/---

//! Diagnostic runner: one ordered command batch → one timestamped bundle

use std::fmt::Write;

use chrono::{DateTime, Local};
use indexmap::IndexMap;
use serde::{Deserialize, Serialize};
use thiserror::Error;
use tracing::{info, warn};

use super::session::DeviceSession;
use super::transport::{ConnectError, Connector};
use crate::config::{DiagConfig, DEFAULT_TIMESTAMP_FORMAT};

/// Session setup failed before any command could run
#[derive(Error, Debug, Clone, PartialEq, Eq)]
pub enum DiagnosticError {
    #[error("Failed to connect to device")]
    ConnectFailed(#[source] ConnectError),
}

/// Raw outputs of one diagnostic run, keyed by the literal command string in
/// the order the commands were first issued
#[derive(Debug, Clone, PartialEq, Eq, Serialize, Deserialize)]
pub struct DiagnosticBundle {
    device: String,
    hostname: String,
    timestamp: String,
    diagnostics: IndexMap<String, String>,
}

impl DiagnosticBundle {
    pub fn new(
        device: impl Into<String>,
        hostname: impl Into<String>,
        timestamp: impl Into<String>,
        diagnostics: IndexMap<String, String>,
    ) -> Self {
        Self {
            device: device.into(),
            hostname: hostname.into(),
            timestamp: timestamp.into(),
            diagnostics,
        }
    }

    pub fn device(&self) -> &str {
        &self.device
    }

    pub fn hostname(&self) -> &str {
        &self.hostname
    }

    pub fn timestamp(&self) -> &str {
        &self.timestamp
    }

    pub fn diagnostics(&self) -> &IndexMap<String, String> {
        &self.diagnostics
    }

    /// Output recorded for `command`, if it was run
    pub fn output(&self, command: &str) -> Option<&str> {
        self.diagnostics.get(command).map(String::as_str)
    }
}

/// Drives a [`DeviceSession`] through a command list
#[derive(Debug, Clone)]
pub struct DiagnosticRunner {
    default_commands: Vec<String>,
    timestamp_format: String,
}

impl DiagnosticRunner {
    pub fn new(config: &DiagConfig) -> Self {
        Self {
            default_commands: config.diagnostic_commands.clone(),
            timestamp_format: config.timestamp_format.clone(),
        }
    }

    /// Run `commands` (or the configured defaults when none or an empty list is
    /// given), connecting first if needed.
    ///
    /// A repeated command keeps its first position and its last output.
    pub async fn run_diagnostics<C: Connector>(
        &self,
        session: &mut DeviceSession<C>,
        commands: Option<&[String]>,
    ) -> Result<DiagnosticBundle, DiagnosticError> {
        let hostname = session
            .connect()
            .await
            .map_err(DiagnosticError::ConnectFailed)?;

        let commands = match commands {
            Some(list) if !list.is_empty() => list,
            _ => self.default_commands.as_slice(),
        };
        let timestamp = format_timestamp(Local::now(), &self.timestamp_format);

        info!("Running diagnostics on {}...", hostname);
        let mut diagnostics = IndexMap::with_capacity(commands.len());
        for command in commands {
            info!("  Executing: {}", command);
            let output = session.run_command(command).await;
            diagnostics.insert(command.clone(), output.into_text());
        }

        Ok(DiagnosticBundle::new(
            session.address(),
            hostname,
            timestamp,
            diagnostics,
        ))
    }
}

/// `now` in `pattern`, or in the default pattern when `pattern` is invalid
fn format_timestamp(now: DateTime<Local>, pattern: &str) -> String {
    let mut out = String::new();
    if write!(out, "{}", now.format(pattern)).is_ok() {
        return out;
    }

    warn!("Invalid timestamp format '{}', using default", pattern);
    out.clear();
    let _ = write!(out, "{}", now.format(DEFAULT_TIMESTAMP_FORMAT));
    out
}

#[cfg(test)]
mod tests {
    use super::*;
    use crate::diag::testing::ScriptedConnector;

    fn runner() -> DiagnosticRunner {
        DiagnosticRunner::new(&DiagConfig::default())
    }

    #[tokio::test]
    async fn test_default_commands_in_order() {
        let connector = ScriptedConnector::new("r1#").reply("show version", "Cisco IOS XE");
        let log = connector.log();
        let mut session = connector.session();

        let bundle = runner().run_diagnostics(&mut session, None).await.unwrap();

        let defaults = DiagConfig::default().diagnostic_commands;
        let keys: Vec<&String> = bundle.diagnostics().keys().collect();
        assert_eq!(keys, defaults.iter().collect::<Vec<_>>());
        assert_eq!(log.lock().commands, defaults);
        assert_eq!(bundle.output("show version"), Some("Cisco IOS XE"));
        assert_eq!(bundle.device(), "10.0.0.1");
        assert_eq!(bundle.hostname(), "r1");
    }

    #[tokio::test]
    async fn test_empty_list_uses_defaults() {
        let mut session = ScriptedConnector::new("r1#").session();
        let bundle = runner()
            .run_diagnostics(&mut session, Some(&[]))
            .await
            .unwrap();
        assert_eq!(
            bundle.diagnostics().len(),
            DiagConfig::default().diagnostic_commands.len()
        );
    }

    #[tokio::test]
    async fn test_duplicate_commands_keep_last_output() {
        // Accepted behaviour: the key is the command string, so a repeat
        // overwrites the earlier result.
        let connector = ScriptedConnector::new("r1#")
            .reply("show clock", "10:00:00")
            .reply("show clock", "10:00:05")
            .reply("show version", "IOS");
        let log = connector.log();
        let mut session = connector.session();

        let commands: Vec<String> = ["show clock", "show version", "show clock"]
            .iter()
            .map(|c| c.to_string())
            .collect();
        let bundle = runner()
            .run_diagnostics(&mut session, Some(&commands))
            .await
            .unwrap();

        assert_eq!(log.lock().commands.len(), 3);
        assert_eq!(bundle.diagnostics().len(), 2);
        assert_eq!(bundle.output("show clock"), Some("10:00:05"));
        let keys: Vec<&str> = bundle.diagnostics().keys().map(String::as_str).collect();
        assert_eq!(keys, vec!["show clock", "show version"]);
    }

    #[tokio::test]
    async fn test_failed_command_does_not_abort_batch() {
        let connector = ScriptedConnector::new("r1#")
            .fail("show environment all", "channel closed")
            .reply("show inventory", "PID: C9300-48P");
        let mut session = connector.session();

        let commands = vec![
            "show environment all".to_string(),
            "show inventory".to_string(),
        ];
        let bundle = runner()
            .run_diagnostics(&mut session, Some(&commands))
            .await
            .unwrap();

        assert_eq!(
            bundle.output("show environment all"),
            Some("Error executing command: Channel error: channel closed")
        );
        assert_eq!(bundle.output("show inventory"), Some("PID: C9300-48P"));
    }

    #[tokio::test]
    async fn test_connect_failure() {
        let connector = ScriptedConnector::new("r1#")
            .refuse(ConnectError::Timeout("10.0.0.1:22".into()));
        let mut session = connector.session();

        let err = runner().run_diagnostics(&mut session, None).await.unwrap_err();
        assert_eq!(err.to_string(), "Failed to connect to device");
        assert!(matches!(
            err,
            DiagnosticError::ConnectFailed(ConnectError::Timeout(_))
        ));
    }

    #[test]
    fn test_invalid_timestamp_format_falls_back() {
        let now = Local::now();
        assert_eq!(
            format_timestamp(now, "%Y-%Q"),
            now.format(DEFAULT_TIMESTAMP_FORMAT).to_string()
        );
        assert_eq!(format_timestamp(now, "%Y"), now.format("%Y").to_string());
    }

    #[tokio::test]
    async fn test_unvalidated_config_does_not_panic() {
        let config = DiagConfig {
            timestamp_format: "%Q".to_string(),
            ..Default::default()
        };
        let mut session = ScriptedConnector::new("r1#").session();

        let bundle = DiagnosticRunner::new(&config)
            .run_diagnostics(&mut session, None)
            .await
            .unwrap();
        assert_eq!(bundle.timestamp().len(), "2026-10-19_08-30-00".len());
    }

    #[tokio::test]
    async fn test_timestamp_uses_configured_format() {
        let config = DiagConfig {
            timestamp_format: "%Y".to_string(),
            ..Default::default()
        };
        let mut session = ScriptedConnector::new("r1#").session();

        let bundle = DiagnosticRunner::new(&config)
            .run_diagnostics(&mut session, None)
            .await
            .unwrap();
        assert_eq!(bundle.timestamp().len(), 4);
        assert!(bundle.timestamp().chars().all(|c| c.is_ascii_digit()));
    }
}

\---
/---

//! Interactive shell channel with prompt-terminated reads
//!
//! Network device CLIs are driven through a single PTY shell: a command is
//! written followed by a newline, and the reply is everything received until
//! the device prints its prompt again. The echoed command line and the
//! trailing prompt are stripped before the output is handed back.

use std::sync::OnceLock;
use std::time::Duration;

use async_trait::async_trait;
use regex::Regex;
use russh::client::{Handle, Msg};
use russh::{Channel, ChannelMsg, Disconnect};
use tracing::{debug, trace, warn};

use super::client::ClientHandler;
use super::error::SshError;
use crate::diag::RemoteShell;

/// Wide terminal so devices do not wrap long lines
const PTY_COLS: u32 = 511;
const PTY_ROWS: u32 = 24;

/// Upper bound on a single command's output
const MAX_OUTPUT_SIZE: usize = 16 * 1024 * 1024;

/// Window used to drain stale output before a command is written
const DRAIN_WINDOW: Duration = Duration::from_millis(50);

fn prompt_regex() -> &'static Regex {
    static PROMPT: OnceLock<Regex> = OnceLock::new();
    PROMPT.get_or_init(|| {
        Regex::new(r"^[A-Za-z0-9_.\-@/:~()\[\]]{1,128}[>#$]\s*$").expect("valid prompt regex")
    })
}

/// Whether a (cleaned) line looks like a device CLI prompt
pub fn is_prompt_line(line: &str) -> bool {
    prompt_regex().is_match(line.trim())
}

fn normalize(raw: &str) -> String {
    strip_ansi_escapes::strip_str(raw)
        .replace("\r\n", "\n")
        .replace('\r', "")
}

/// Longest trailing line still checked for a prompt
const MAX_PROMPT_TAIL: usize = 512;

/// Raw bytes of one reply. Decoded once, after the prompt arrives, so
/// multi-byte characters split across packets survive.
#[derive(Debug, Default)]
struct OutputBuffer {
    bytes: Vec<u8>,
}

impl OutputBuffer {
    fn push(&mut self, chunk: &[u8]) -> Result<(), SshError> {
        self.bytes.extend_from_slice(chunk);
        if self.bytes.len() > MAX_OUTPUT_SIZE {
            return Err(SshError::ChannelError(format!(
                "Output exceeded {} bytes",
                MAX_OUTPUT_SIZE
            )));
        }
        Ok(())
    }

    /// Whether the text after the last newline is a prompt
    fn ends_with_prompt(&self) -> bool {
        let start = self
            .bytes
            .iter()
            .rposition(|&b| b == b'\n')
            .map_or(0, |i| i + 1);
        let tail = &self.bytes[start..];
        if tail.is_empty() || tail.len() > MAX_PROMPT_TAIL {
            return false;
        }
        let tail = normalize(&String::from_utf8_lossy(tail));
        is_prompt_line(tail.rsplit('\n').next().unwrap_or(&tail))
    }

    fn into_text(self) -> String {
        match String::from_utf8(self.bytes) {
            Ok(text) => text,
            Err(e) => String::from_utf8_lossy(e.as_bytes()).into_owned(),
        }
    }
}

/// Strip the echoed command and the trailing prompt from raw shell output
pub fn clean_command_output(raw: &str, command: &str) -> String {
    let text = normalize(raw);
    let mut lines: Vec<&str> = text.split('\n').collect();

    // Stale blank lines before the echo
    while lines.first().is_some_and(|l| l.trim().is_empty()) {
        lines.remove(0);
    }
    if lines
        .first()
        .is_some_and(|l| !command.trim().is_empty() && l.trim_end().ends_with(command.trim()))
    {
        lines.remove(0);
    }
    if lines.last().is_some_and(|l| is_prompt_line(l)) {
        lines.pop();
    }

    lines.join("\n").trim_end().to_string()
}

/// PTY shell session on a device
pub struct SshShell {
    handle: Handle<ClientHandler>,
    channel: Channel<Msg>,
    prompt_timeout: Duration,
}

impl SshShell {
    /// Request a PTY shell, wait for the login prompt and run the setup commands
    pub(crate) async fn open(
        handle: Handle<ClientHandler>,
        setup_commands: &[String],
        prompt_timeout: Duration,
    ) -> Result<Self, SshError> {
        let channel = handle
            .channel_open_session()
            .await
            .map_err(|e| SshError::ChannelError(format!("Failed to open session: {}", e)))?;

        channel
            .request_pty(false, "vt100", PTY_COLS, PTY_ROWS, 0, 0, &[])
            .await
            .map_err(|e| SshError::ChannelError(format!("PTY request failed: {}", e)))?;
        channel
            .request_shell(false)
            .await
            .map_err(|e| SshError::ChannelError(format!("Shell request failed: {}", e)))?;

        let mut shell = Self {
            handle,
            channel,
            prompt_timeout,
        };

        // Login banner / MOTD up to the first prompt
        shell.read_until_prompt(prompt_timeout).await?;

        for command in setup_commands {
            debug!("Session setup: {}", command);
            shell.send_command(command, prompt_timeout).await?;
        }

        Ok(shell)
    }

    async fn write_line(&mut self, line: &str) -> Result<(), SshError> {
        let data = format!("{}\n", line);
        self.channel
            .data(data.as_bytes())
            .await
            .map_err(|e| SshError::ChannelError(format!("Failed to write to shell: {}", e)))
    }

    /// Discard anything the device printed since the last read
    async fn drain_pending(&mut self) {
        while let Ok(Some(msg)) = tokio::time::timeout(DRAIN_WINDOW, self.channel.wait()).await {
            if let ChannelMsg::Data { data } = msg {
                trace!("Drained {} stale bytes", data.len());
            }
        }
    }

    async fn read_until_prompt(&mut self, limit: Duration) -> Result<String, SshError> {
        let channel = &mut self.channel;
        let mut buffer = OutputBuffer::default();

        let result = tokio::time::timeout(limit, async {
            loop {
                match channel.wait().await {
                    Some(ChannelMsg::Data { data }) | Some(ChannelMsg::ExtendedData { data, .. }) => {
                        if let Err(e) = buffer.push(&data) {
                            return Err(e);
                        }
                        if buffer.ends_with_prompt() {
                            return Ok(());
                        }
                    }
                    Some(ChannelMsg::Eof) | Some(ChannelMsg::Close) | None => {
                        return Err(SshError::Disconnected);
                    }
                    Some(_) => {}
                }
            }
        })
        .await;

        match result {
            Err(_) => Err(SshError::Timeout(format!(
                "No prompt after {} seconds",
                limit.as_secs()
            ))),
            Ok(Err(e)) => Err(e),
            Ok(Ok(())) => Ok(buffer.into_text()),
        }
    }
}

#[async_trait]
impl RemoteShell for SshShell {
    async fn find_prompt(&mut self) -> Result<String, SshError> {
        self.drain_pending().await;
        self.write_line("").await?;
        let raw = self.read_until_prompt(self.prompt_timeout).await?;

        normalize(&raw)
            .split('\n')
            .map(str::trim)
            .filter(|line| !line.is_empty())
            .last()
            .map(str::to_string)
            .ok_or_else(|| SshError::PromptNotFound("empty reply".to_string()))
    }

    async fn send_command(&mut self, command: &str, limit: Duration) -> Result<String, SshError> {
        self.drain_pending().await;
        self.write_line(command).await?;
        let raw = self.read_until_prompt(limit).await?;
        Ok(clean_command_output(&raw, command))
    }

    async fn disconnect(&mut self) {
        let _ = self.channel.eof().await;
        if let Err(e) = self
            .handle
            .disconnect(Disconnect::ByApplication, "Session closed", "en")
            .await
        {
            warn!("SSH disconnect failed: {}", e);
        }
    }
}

\---

EXERCISE OBJECTIVE: Your answer must consist of every line in the listing that contains "Deserialize".

RESULT OF THE TASK:
use serde::{Deserialize, Serialize};
#[derive(Debug, Clone, PartialEq, Eq, Serialize, Deserialize)]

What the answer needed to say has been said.